Oleh Hero Aprila

Bak sebuah ledakan petasan yang mengagetkan semua orang, begitulah kejutan dari lahirnya sebuah Peraturan Pemerintah Pengganti Undang-Undang Nomor 2 Tahun 2022 tentang Cipta Kerja (Perpu Cipta Kerja).

Persis di penghujung tahun, tepatnya 30 Desember 2022, pemerintah secara ugal-ugalan akhirnya menerbitkan Perpu yang menggantikan Undang-Undang Nomor 11 Tahun 2020 tentang Cipta Kerja yang telah dinyatakan inkonstitusional bersyarat oleh Mahkamah Konstitusi (MK) melalui Putusan MK Nomor 91/PUU-XVIII/2020 pada 25 November 2021. Hal itu memperlihatkan bentuk otoritarianisme yang diterapkan oleh negara, semakin menjadi-jadi dari waktu ke waktu.

Selayaknya sulap saja, di tengah suasana libur menuju pergantian tahun, kita tiba-tiba dikejutkan dengan adanya Perpu Cipta Kerja yang muncul tanpa diduga. Biasanya, kejutan di awal tahun mendatangkan kebahagiaan bagi yang menerimanya, tetapi tentu itu jadi hal yang keliru sebab rasa gembira itu tampaknya hanya ditujukan bagi para aktor dalam lingkar oligarki saat ini – yang pengusaha dan pejabat maupun politisi.

Lantas, bagaimana dengan nasib kelompok rentan yang seringkali dimarjinalkan, termasuk penyandang disabilitas, perempuan, buruh, petani, nelayan, miskin kota, anak, minoritas gender dan seksual, serta Masyarakat Adat? Sudah ditindas, kini malah semakin ditindas.

Bentuk penindasan yang dialami oleh Masyarakat Adat, bahkan telah lama berjalan sebelum Perpu itu diterbitkan. Perhimpunan Pembela Masyarakat Adat Nusantara (PPMAN) mencatat bahwa sejak Desember 2021 hingga Desember 2022, setidaknya terdapat 19 kasus yang terjadi di komunitas Masyarakat Adat, baik itu yang laki-laki, perempuan adat, dan pemuda adat, yang telah gigih memperjuangkan wilayah adat.

Data tersebut menunjukkan masifnya penindasan yang dilakukan oleh penguasa terhadap kelompok rentan. Penguasa menjadi otoriter. Itu terlihat dari perencanaan yang baik untuk mengeluarkan Perpu dalam kondisi kita yang sedang lengah, di mana sebetulnya tak ada kegentingan untuk lekas menghadirkannya sebagai kado di tahun baru ini.

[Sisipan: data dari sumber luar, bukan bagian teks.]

//! Zellij plugin wrapper and entry point.
//!
//! This module provides the thin integration layer between the Velobook
//! library and the Zellij plugin system. It implements the `ZellijPlugin`
//! trait to handle Zellij events and lifecycle.
//!
//! # Plugin lifecycle
//!
//! 1. **Load**: Parse config, initialize tracing, create `AppState`
//! 2. **Subscribe**: Register for `Key`, `WebRequestResult`, and
//!    `PermissionRequestResult` events
//! 3. **Update**: Translate Zellij events to library events, delegate to
//!    `handle_event`, execute the returned actions
//! 4. **Render**: Call the library render function
//!
//! # Event mapping
//!
//! - `Key(Tab/j/k/↑/↓)` → focus movement
//! - `Key(h/l/←/→)` → date adjustment on the focused field
//! - `Key(Enter)` → submit (on the button) or focus advance (elsewhere)
//! - `Key(q/Esc)` → close the pane
//! - `WebRequestResult` → typed booking API response (quote or rent)
//!
//! # Network
//!
//! Actions that need the booking API are executed through Zellij's
//! non-blocking `web_request` host call; the `WebAccess` permission is
//! requested on load. Responses come back as events with the request context
//! attached, which the api layer uses to route and de-duplicate them.

#![allow(clippy::multiple_crate_versions)]

use std::collections::BTreeMap;
use zellij_tile::prelude::*;

use velobook::api;
use velobook::{handle_event, Action, Config, Event, FormFocus};

// Register plugin with Zellij
register_plugin!(State);

/// Plugin state wrapper.
///
/// Wraps the library's `AppState` with the Zellij-specific configuration
/// needed when executing actions (the booking API base URL).
struct State {
    /// Core application state from the library layer.
    app: velobook::app::AppState,

    /// Base URL of the booking API, from plugin configuration.
    api_url: String,
}

impl Default for State {
    fn default() -> Self {
        let default_config = Config::default();
        Self {
            app: velobook::initialize(&default_config),
            api_url: default_config.api_url,
        }
    }
}

impl ZellijPlugin for State {
    /// Initializes the plugin on load.
    ///
    /// Parses configuration, initializes tracing, builds the booking state,
    /// requests the `WebAccess` permission, and subscribes to events.
    fn load(&mut self, configuration: BTreeMap<String, String>) {
        let config = Config::from_zellij(&configuration);
        velobook::observability::init_tracing(&config);

        let span = tracing::debug_span!("plugin_load");
        let _guard = span.entered();

        tracing::debug!(bike_id = config.bike_id, api_url = %config.api_url, "plugin loading started");
        self.app = velobook::initialize(&config);
        self.api_url = config.api_url;
        tracing::debug!("app state initialized");

        request_permission(&[PermissionType::WebAccess]);

        subscribe(&[
            EventType::Key,
            EventType::WebRequestResult,
            EventType::PermissionRequestResult,
        ]);

        tracing::debug!("plugin load complete - waiting for permissions");
    }

    /// Handles incoming Zellij events.
    ///
    /// Translates Zellij events to library events, delegates to
    /// `handle_event`, and executes resulting actions. Returns `true` if the
    /// UI should re-render.
    fn update(&mut self, event: zellij_tile::prelude::Event) -> bool {
        let event_name = Self::get_event_name(&event);
        let span = tracing::debug_span!("plugin_update_event", event_type = %event_name);
        let _guard = span.entered();

        let our_event = match event {
            zellij_tile::prelude::Event::Key(ref key) => match self.map_key_event(key) {
                Some(event) => event,
                None => return false,
            },
            zellij_tile::prelude::Event::WebRequestResult(status, _headers, body, context) => {
                match api::interpret_response(status, &body, &context) {
                    Some(response) => Event::Api(response),
                    None => {
                        tracing::debug!("ignoring web request result with foreign context");
                        return false;
                    }
                }
            }
            zellij_tile::prelude::Event::PermissionRequestResult(permissions) => {
                Self::handle_permission_result(permissions);
                return true;
            }
            _ => return false,
        };

        match handle_event(&mut self.app, &our_event) {
            Ok((should_render, actions)) => {
                for a in actions {
                    self.execute_action(&a);
                }
                should_render
            }
            Err(e) => {
                tracing::debug!(error = %e, "error handling event");
                false
            }
        }
    }

    /// Renders the plugin UI.
    fn render(&mut self, rows: usize, cols: usize) {
        velobook::ui::render(&self.app, rows, cols);
    }
}

impl State {
    /// Gets a string name for a Zellij event for logging purposes.
    fn get_event_name(event: &zellij_tile::prelude::Event) -> String {
        match event {
            zellij_tile::prelude::Event::Key(key) => format!("Key({:?})", key.bare_key),
            zellij_tile::prelude::Event::WebRequestResult(status, ..) => {
                format!("WebRequestResult({status})")
            }
            zellij_tile::prelude::Event::PermissionRequestResult(..) => {
                "PermissionRequestResult".to_string()
            }
            _ => "Other".to_string(),
        }
    }

    /// Maps keyboard events to application events.
    fn map_key_event(&self, key: &KeyWithModifier) -> Option<Event> {
        tracing::debug!(bare_key = ?key.bare_key, "key event");

        if key.bare_key == BareKey::Tab && key.has_modifiers(&[KeyModifier::Shift]) {
            return Some(Event::FocusPrev);
        }

        Some(match key.bare_key {
            BareKey::Tab | BareKey::Down | BareKey::Char('j') => Event::FocusNext,
            BareKey::Up | BareKey::Char('k') => Event::FocusPrev,
            BareKey::Left | BareKey::Char('h') => Event::DateBack,
            BareKey::Right | BareKey::Char('l') => Event::DateForward,
            BareKey::Enter => match self.app.focus {
                FormFocus::SubmitButton => Event::Submit,
                FormFocus::StartDate | FormFocus::EndDate => Event::FocusNext,
            },
            BareKey::Esc | BareKey::Char('q') => Event::CloseFocus,
            _ => return None,
        })
    }

    /// Handles permission request results.
    ///
    /// No network call is needed up front (the initial quote is a local
    /// estimate), so a grant only unblocks future refreshes and submissions.
    fn handle_permission_result(permissions: PermissionStatus) {
        match permissions {
            PermissionStatus::Granted => {
                tracing::debug!("web access granted");
            }
            PermissionStatus::Denied => {
                tracing::warn!("web access denied - quotes and booking will not work");
            }
        }
    }

    /// Executes an action returned from event handling.
    ///
    /// Translates library actions to Zellij API calls.
    #[tracing::instrument(level = "debug", skip(self))]
    fn execute_action(&self, action: &Action) {
        match action {
            Action::CloseFocus => {
                tracing::debug!("closing plugin focus");
                hide_self();
            }
            Action::FetchQuote { ref request, token } => {
                api::client::request_amount(&self.api_url, request, *token);
            }
            Action::SubmitRent { ref request } => {
                api::client::submit_rent(&self.api_url, request);
            }
        }
    }
}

Jika dengan dalih imbas perang antara Rusia dan Ukraina menjadi dalih atas krisis ekonomi global yang perlu segera direspons, bagaimana dengan pandemi Covid-19? Berkaca dari kondisi pandemi, pemerintah menetapkan kebijakan untuk karantina dan isolasi mandiri tanpa memikirkan dan memastikan bagaimana masyarakat bisa sekadar makan untuk hidup. Padahal, tertuang jelas dalam Undang-Undang Nomor 6 Tahun 2018 tentang Kekarantinaan Kesehatan bahwa Pemerintah Pusat dan Pemerintah Daerah harus menjamin kebutuhan hidup warganya selama karantina wilayah. Sialnya, eksekusi yang dilakukan berbanding terbalik dan itu dibuktikan dengan munculnya berbagai praktik korupsi bantuan sosial oleh Menteri Sosial Juliari P. Batubara kala itu yang ditetapkan menjadi tersangka pada 5 Desember 2020. Namun, di sisi lain, masyarakat bahu-membahu untuk memulihkan krisis ekonomi, tak ubahnya juga dengan Masyarakat Adat yang mampu bersatu memulihkan krisis melalui gerakan kedaulatan pangan.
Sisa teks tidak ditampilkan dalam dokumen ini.